Reproduce the listing exactly, please, with every line intact.

DATA EXTRACT —
+===+

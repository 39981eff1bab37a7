pub mod memory;
pub mod models;
pub mod repository;

use async_trait::async_trait;
use mongodb::bson::oid::ObjectId;

use crate::error::Result;

pub use memory::MemoryStore;
pub use models::{Book, BookChanges, Note, NoteChanges, ReadingStatus, User, UserChanges};
pub use repository::{connect, MongoDbContext};

/// Persistence operations the handlers depend on.
///
/// Book and note lookups always take the owner id; a document owned by
/// somebody else is reported as absent.
#[async_trait]
pub trait Store: Send + Sync {
    async fn ping(&self) -> Result<()>;

    /// Fails with `ApiError::Conflict` when the email is already registered.
    async fn create_user(&self, user: User) -> Result<User>;
    async fn find_user(&self, id: &ObjectId) -> Result<Option<User>>;
    async fn find_user_by_email(&self, email: &str) -> Result<Option<User>>;
    async fn update_user(&self, id: &ObjectId, changes: UserChanges) -> Result<Option<User>>;

    async fn list_books(
        &self,
        owner: &ObjectId,
        status: Option<ReadingStatus>,
    ) -> Result<Vec<Book>>;
    async fn create_book(&self, book: Book) -> Result<Book>;
    async fn find_book(&self, owner: &ObjectId, id: &ObjectId) -> Result<Option<Book>>;
    async fn update_book(
        &self,
        owner: &ObjectId,
        id: &ObjectId,
        changes: BookChanges,
    ) -> Result<Option<Book>>;
    /// Removes the book and every note attached to it.
    async fn delete_book(&self, owner: &ObjectId, id: &ObjectId) -> Result<bool>;

    async fn list_notes(&self, owner: &ObjectId, book_id: &ObjectId) -> Result<Vec<Note>>;
    async fn create_note(&self, note: Note) -> Result<Note>;
    async fn find_note(
        &self,
        owner: &ObjectId,
        book_id: &ObjectId,
        id: &ObjectId,
    ) -> Result<Option<Note>>;
    async fn update_note(
        &self,
        owner: &ObjectId,
        book_id: &ObjectId,
        id: &ObjectId,
        changes: NoteChanges,
    ) -> Result<Option<Note>>;
    async fn delete_note(&self, owner: &ObjectId, book_id: &ObjectId, id: &ObjectId)
        -> Result<bool>;
}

+===+

TASK ANSWER —
repository 39981eff1bab37a7
pub mod memory;
pub mod models;
pub mod repository;

use async_trait::async_trait;
use mongodb::bson::oid::ObjectId;

use crate::error::Result;

pub use memory::MemoryStore;
pub use models::{Book, BookChanges, Note, NoteChanges, ReadingStatus, User, UserChanges};
pub use repository::{connect, MongoDbContext};

/// Persistence operations the handlers depend on.
///
/// Book and note lookups always take the owner id; a document owned by
/// somebody else is reported as absent.
#[async_trait]
pub trait Store: Send + Sync {
    async fn ping(&self) -> Result<()>;

    /// Fails with `ApiError::Conflict` when the email is already registered.
    async fn create_user(&self, user: User) -> Result<User>;
    async fn find_user(&self, id: &ObjectId) -> Result<Option<User>>;
    async fn find_user_by_email(&self, email: &str) -> Result<Option<User>>;
    async fn update_user(&self, id: &ObjectId, changes: UserChanges) -> Result<Option<User>>;

    async fn list_books(
        &self,
        owner: &ObjectId,
        status: Option<ReadingStatus>,
    ) -> Result<Vec<Book>>;
    async fn create_book(&self, book: Book) -> Result<Book>;
    async fn find_book(&self, owner: &ObjectId, id: &ObjectId) -> Result<Option<Book>>;
    async fn update_book(
        &self,
        owner: &ObjectId,
        id: &ObjectId,
        changes: BookChanges,
    ) -> Result<Option<Book>>;
    /// Removes the book and every note attached to it.
    async fn delete_book(&self, owner: &ObjectId, id: &ObjectId) -> Result<bool>;

    async fn list_notes(&self, owner: &ObjectId, book_id: &ObjectId) -> Result<Vec<Note>>;
    async fn create_note(&self, note: Note) -> Result<Note>;
    async fn find_note(
        &self,
        owner: &ObjectId,
        book_id: &ObjectId,
        id: &ObjectId,
    ) -> Result<Option<Note>>;
    async fn update_note(
        &self,
        owner: &ObjectId,
        book_id: &ObjectId,
        id: &ObjectId,
        changes: NoteChanges,
    ) -> Result<Option<Note>>;
    async fn delete_note(&self, owner: &ObjectId, book_id: &ObjectId, id: &ObjectId)
        -> Result<bool>;
}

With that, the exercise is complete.